Brief:
Everything from the first line of the entries through the line containing "covers a full" is to be retyped exactly, and nothing beyond it.

Supplied information:
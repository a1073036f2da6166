use crate::state::{DomainState, next_cookie};
use crate::sync::Ordering;
use std::collections::{TryReserveError, VecDeque};

/// A deferred callback awaiting a grace period.
///
/// `target` is the even generation value whose completion covers a full
/// grace period measured from the enqueue point. Targets are non-decreasing
/// in queue order because they are computed under the queue lock from a
/// monotonic counter.
///
/// 一个等待宽限期的延迟回调。
/// `target` 是偶数代值，其完成覆盖从入队点起的一个完整宽限期。
/// 由于目标是在队列锁下从单调计数器计算出来的，它们在队列顺序中不减。
pub(crate) struct CallbackEntry {
    pub(crate) target: usize,
    pub(crate) func: Box<dyn FnOnce() + Send + 'static>,
}

/// Error returned when growing the deferred-callback queue fails.
///
/// This is the only recoverable failure in the crate: contract violations
/// are caller bugs, but running out of memory on the enqueue path is
/// surfaced synchronously to the producer.
///
/// 扩展延迟回调队列失败时返回的错误。
/// 这是 crate 中唯一可恢复的失败：合约违规是调用者的 bug，
/// 而入队路径上的内存耗尽会同步呈现给生产者。
#[derive(Debug, thiserror::Error)]
#[error("deferred-callback queue allocation failed")]
pub struct DeferError(#[from] TryReserveError);

/// Append a callback under the queue lock.
///
/// The entry is tagged with the generation that will exist once the next
/// flip after this point has drained, and the requested-generation watermark
/// is raised so the engine leaves Idle. The producer never blocks on the
/// engine and never invokes callbacks itself.
///
/// 在队列锁下追加一个回调。
/// 条目被标记为本点之后下一次翻转排空完成时将存在的代，并提升请求代
/// 水位使引擎离开空闲态。生产者从不阻塞于引擎，也从不自己调用回调。
pub(crate) fn push(
    state: &DomainState,
    func: Box<dyn FnOnce() + Send + 'static>,
) -> Result<(), DeferError> {
    let target;
    {
        let mut queue = state.callbacks.lock();
        queue.try_reserve(1)?;
        // Read the generation while holding the queue lock: the engine
        // splits and flips under the same lock, so an entry either lands
        // before the flip and is covered by that cycle's split, or reads
        // the post-flip generation and targets the next cycle.
        // 在持有队列锁时读取代：引擎在同一把锁下完成拆分与翻转，因此
        // 条目要么落在翻转之前并被该周期的拆分覆盖，要么读到翻转后的代
        // 并以下一个周期为目标。
        target = next_cookie(state.generation.load(Ordering::SeqCst));
        queue.push_back(CallbackEntry { target, func });
    }
    state.request_generation(target);
    Ok(())
}

/// Split off every entry the cycle completing at `completion` will cover.
///
/// Called by the engine with the queue lock held, before the flip. Entries
/// enqueued after the split wait for a later cycle, which is what gives each
/// of them a full grace period.
///
/// 拆分出完成值为 `completion` 的周期将覆盖的所有条目。
/// 由引擎在持有队列锁、翻转之前调用。拆分之后入队的条目等待更晚的周期，
/// 这正是保证每个条目都获得完整宽限期的原因。
pub(crate) fn split_ready(
    queue: &mut VecDeque<CallbackEntry>,
    completion: usize,
) -> Vec<CallbackEntry> {
    let mut ready = Vec::new();
    while let Some(front) = queue.front() {
        if front.target > completion {
            break;
        }
        // Checked front() above.
        ready.push(queue.pop_front().unwrap());
    }
    ready
}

Problem solution:
repository a1073036f2da6166
use crate::state::{DomainState, next_cookie};
use crate::sync::Ordering;
use std::collections::{TryReserveError, VecDeque};

/// A deferred callback awaiting a grace period.
///
/// `target` is the even generation value whose completion covers a full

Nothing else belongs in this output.